Update from the MFHA Chairman
Hunting is both the most extraordinary and frustrating of activities. Whether running a day’s hunting, a hunt or the Masters of Foxhounds Association (and I have now done all three) nothing ever seems to be straightforward, but when things do work out the results make all the pain of delivering them rapidly fade away. Very few things can equal the glory of a wonderful pack of hounds taking their line across country, but we must not forget either the key role that hunts play in the management of the countryside and the life of rural communities.
That is why, despite the huge challenges that have faced hunting over the years, we have always fought to retain its essence. And that is also why hunting has adapted to address the existential threats that it has faced whether it was the coming of the railways, the invention of barbed wire, or the Hunting Act, all of which were seen by some as ‘the end’ of hunting. That is also why, despite the challenges it faces at the moment, I am certain that hunting can adapt to meet the changing demands of society and the modern countryside and that it has a bright future.
The most urgent challenge facing us is perception that not all hunting activity is legitimate and that not all hunts are operating to the highest standards. That perception could in future lead to further legislation restricting trail hunting and other use of hounds, and it is also having a practical impact right now on hunting’s relationship with institutional and private landowners, the police and politicians. It is clear that we need a change in the way hunting is run to give all stakeholders confidence that we are operating legitimately.
To that end we have carried out a consultation with members and a review. It has been suggested and widely accepted that the hunting associations should step back from the overall governance and supervision of hunting. Instead, we are aiming to have two separate organisations.
Firstly, a single inclusive new body to undertake governance of all hunting activities.
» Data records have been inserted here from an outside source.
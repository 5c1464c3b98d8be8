use tracing::info;

use super::{LoginPage, PageObject, ScreenKind};
use crate::actions::Ui;
use crate::catalog::{locate, Role};
use crate::result::RegflowResult;

/// Landing screen: language choice and login method
#[derive(Debug, Clone, Copy)]
pub struct StartPage<'d> {
    ui: Ui<'d>,
}

impl<'d> StartPage<'d> {
    /// Page object over a UI context
    #[must_use]
    pub const fn new(ui: Ui<'d>) -> Self {
        Self { ui }
    }

    /// Continue in Russian, then choose login by phone number
    pub async fn start_by_phone(self) -> RegflowResult<LoginPage<'d>> {
        let timeout = self.ui.timeouts().start();
        self.ui.click(&locate(Role::ContinueInRussian), timeout).await?;
        self.ui.click(&locate(Role::PhoneLogin), timeout).await?;
        info!("phone login selected");
        Ok(LoginPage::new(self.ui))
    }
}

impl<'d> PageObject<'d> for StartPage<'d> {
    const KIND: ScreenKind = ScreenKind::Start;

    fn ui(&self) -> &Ui<'d> {
        &self.ui
    }
}

#[cfg(test)]
#[allow(clippy::unwrap_used, clippy::expect_used)]
mod tests {
    use std::time::Duration;

    use super::*;
    use crate::config::Timeouts;
    use crate::mock::{MockDom, MockDriver, Reaction};

    fn first(role: Role) -> crate::locator::Selector {
        locate(role).candidates()[0].clone()
    }

    #[tokio::test(start_paused = true)]
    async fn test_clicks_both_controls_in_order() {
        let mut dom = MockDom::new();
        let lang_button = dom.node("button").insert();
        let lang_text = dom
            .node("span")
            .matches(first(Role::ContinueInRussian))
            .child_of(lang_button)
            .insert();
        let phone_button = dom
            .node("button")
            .matches(first(Role::PhoneLogin))
            .hidden()
            .insert();
        dom.on_click(lang_button, Reaction::show(phone_button, Duration::from_secs(1)));
        let driver = MockDriver::new(dom);

        let page = StartPage::new(Ui::new(&driver, Timeouts::default()));
        let login = page.start_by_phone().await.unwrap();
        assert_eq!(login.page_name(), "login (phone)");
        assert_eq!(driver.clicks(), vec![lang_button, phone_button]);
        assert!(!driver.clicks().contains(&lang_text));
    }

    #[tokio::test(start_paused = true)]
    async fn test_missing_phone_login_times_out() {
        let mut dom = MockDom::new();
        dom.node("button").matches(first(Role::ContinueInRussian)).insert();
        let driver = MockDriver::new(dom);

        let page = StartPage::new(Ui::new(&driver, Timeouts::uniform(2_000)));
        let err = page.start_by_phone().await.unwrap_err();
        assert!(matches!(
            err,
            crate::RegflowError::LocatorTimeout { ref role, .. } if role == "log in by phone"
        ));
    }
}
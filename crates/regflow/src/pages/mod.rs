//! Page objects for the web client's registration journey.
//!
//! One type per logical screen. Actions consume the page and return either
//! the same page or the next one, so a finished screen can't be driven again:
//!
//! ```text
//! StartPage ──start_by_phone──► LoginPage ──input_password──► MainChatListPage
//!                               (number, code)                      │
//!                                                              find_by_tag
//!                                                                   ▼
//!                                                          ConversationPage
//! ```

mod chat_list;
mod conversation;
mod login;
mod start;

use std::fmt;

use serde::{Deserialize, Serialize};

use crate::actions::Ui;

pub use chat_list::MainChatListPage;
pub use conversation::ConversationPage;
pub use login::LoginPage;
pub use start::StartPage;

/// Where the flow currently is, including the sub-stages of the login form
#[derive(Debug, Clone, Copy, PartialEq, Eq, Hash, Serialize, Deserialize)]
#[serde(rename_all = "snake_case")]
pub enum ScreenKind {
    /// Language and login method choice
    Start,
    /// Login form, phone number stage
    LoginPhone,
    /// Login form, waiting for the one-time code
    LoginCode,
    /// Login form, cloud password stage
    LoginPassword,
    /// Chat list after login
    MainChatList,
    /// Open conversation with the bot
    Conversation,
    /// Conversation after its history was deleted
    Finished,
}

impl ScreenKind {
    /// Screen name for messages
    #[must_use]
    pub const fn name(self) -> &'static str {
        match self {
            Self::Start => "start",
            Self::LoginPhone => "login (phone)",
            Self::LoginCode => "login (code)",
            Self::LoginPassword => "login (password)",
            Self::MainChatList => "main chat list",
            Self::Conversation => "conversation",
            Self::Finished => "conversation (history deleted)",
        }
    }
}

impl fmt::Display for ScreenKind {
    fn fmt(&self, f: &mut fmt::Formatter<'_>) -> fmt::Result {
        f.write_str(self.name())
    }
}

/// A page or component of the web client
pub trait PageObject<'d> {
    /// Screen this page object drives when freshly created
    const KIND: ScreenKind;

    /// Shared UI context
    fn ui(&self) -> &Ui<'d>;

    /// Page name for logging
    fn page_name(&self) -> &'static str {
        Self::KIND.name()
    }
}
This Governing Body will be responsible for setting the standards and rules to which all members and member hunts must adhere.
Secondly, a separate Regulatory Authority to administer all regulation and disciplinary matters for members and member hunts, according to the rules set by the Governing Body.
Membership of the Governing Body will be inclusive and representative of the whole hunting community and all associations ,all hunts, huntsmen and kennel huntsmen will be invited to join. Hunts, huntsmen and kennel huntsmen will be assessed and accredited to validate the high standards of hunting activities in the field and animal welfare in hunt kennels.
This is not a new idea. A detailed plan to create an Independent Supervisory Authority for Hunting was developed in the 1990s in the face of the political challenges hunting faced then. That proposal was overtaken by the Hunting Act but the principle was kept alive, not least by the late Brian Fanshawe my predecessor as master and huntsman of the Cottesmore Hounds who was a tireless promoter of high standards and credible regulation.
We are currently updating that model to fit with the demands of post-ban hunting and predominantly the regulation of trail hunting. The principles are clear; hunts must not only operate to the highest standards both in kennels and in the field, but they must be able to show that they are doing so. This may sound complicated and bureaucratic but, in reality, it need be neither; we cannot realistically argue that we need to be tested before we drive a car or accredited to use a chainsaw, whilst just allowing anyone to take a pack of hounds out into the countryside. Our reputation relies on every one of us upholding high standards and we simply cannot leave that to chance any longer. Our mantra must be that ‘nothing less than excellent is acceptable’.
Importantly, correcting the perception of hunting will not only ease the immediate challenges facing us. It will also create an opportunity to promote hunting and the good it does in the countryside. With our colleagues at the Countryside Alliance, we will be able to focus more resources on more proactive and promotional public relations. We need to get off back foot. It will be possible to communicate openly about hunting activities and work in hunt kennels, and to highlight all the environmental good that hunts do and the positive impact hunts have within the countryside. In time this may even put us in a position where we can start to unroll the legislation that has done so much harm to wildlife, the countryside and rural communities.
Our goal is the protection, promotion and preservation of our core values, and the continuation of the sport we all love, for many years to come. If we get this right the Masters and huntsmen of today will be paving the way for a new generation to carry hunting on into a new era, hunting will continue to be an intrinsic part of the modern countryside and hounds will still be the glue that binds together so many rural communities.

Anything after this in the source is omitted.